======== Data for processing ========
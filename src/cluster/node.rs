//! Cluster node representation

use std::fmt;

/// Node role within the cluster
#[derive(Debug, Clone, Copy, PartialEq, Eq)]
pub enum NodeRole {
    Master,
    Replica,
}

impl fmt::Display for NodeRole {
    fn fmt(&self, f: &mut fmt::Formatter<'_>) -> fmt::Result {
        match self {
            NodeRole::Master => write!(f, "Master"),
            NodeRole::Replica => write!(f, "Replica"),
        }
    }
}

/// One node to sample, as discovered from topology
#[derive(Debug, Clone)]
pub struct NodeDescriptor {
    /// Hostname or IP
    pub host: String,
    /// Port
    pub port: u16,
    /// Master or replica
    pub role: NodeRole,
    /// Cluster-bus link state at discovery time
    pub connected: bool,
}

impl NodeDescriptor {
    /// Get node address as string
    pub fn address(&self) -> String {
        format!("{}:{}", self.host, self.port)
    }
}

/// Parse a line from CLUSTER NODES response
///
/// Format: `<id> <ip:port@cport> <flags> <master> <ping-sent> <pong-recv> <config-epoch> <link-state> [<slot> ...]`
///
/// Example:
/// ```text
/// 07c37dfeb235213a872192d90877d0cd55635b91 127.0.0.1:30004@31004 slave e7d1eecce10fd6bb5eb35b9f99a514335d9ba9ca 0 1426238317239 4 connected
/// ```
///
/// Returns `None` for lines that don't describe a usable node
/// (malformed, failing, or mid-handshake).
pub fn parse_cluster_node_line(line: &str) -> Option<NodeDescriptor> {
    let parts: Vec<&str> = line.split_whitespace().collect();
    if parts.len() < 8 {
        return None;
    }

    let (host, port) = parse_node_address(parts[1])?;

    let flags: Vec<&str> = parts[2].split(',').collect();
    if flags.iter().any(|f| *f == "fail" || *f == "handshake" || *f == "noaddr") {
        return None;
    }

    let role = if flags.contains(&"master") {
        NodeRole::Master
    } else if flags.contains(&"slave") || flags.contains(&"replica") {
        NodeRole::Replica
    } else {
        return None;
    };

    let connected = parts[7] == "connected";

    Some(NodeDescriptor {
        host,
        port,
        role,
        connected,
    })
}

/// Parse node address from CLUSTER NODES
/// Formats: "host:port@cport", "host:port", "host:port@cport,hostname"
fn parse_node_address(addr: &str) -> Option<(String, u16)> {
    // Handle ElastiCache format: ip:port@cport,hostname
    let addr = addr.split(',').next().unwrap_or(addr);

    // Drop the cluster bus port
    let host_port = addr.split('@').next().unwrap_or(addr);

    let (host, port_str) = host_port.rsplit_once(':')?;
    let port: u16 = port_str.parse().ok()?;

    Some((host.to_string(), port))
}
//! Node sampling and round orchestration
//!
//! This module provides:
//! - Two-snapshot per-node sampling with cooperative cancellation
//! - The fixed output-row schema shared by every node in a round
//! - Concurrent fan-out across cluster nodes with per-node failure
//!   isolation

pub mod node_sampler;
pub mod orchestrator;
pub mod row;

pub use node_sampler::{build_row, NodeSampler, Snapshot};
pub use orchestrator::SampleOrchestrator;
pub use row::{CellValue, SampleRow};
========
Try it: All entries are to be repeated exactly and completely.

Response area:
filename src/cluster/node.rs
//! Cluster node representation

use std::fmt;

/// Node role within the cluster
#[derive(Debug, Clone, Copy, PartialEq, Eq)]
pub enum NodeRole {
    Master,
    Replica,
}

impl fmt::Display for NodeRole {
    fn fmt(&self, f: &mut fmt::Formatter<'_>) -> fmt::Result {
        match self {
            NodeRole::Master => write!(f, "Master"),
            NodeRole::Replica => write!(f, "Replica"),
        }
    }
}

/// One node to sample, as discovered from topology
#[derive(Debug, Clone)]
pub struct NodeDescriptor {
    /// Hostname or IP
    pub host: String,
    /// Port
    pub port: u16,
    /// Master or replica
    pub role: NodeRole,
    /// Cluster-bus link state at discovery time
    pub connected: bool,
}

impl NodeDescriptor {
    /// Get node address as string
    pub fn address(&self) -> String {
        format!("{}:{}", self.host, self.port)
    }
}

/// Parse a line from CLUSTER NODES response
///
/// Format: `<id> <ip:port@cport> <flags> <master> <ping-sent> <pong-recv> <config-epoch> <link-state> [<slot> ...]`
///
/// Example:
/// ```text
/// 07c37dfeb235213a872192d90877d0cd55635b91 127.0.0.1:30004@31004 slave e7d1eecce10fd6bb5eb35b9f99a514335d9ba9ca 0 1426238317239 4 connected
/// ```
///
/// Returns `None` for lines that don't describe a usable node
/// (malformed, failing, or mid-handshake).
pub fn parse_cluster_node_line(line: &str) -> Option<NodeDescriptor> {
    let parts: Vec<&str> = line.split_whitespace().collect();
    if parts.len() < 8 {
        return None;
    }

    let (host, port) = parse_node_address(parts[1])?;

    let flags: Vec<&str> = parts[2].split(',').collect();
    if flags.iter().any(|f| *f == "fail" || *f == "handshake" || *f == "noaddr") {
        return None;
    }

    let role = if flags.contains(&"master") {
        NodeRole::Master
    } else if flags.contains(&"slave") || flags.contains(&"replica") {
        NodeRole::Replica
    } else {
        return None;
    };

    let connected = parts[7] == "connected";

    Some(NodeDescriptor {
        host,
        port,
        role,
        connected,
    })
}

/// Parse node address from CLUSTER NODES
/// Formats: "host:port@cport", "host:port", "host:port@cport,hostname"
fn parse_node_address(addr: &str) -> Option<(String, u16)> {
    // Handle ElastiCache format: ip:port@cport,hostname
    let addr = addr.split(',').next().unwrap_or(addr);

    // Drop the cluster bus port
    let host_port = addr.split('@').next().unwrap_or(addr);

    let (host, port_str) = host_port.rsplit_once(':')?;
    let port: u16 = port_str.parse().ok()?;

    Some((host.to_string(), port))
}
//! Node sampling and round orchestration
//!
//! This module provides:
//! - Two-snapshot per-node sampling with cooperative cancellation
//! - The fixed output-row schema shared by every node in a round
//! - Concurrent fan-out across cluster nodes with per-node failure
//!   isolation

pub mod node_sampler;
pub mod orchestrator;
pub mod row;

pub use node_sampler::{build_row, NodeSampler, Snapshot};
pub use orchestrator::SampleOrchestrator;
pub use row::{CellValue, SampleRow};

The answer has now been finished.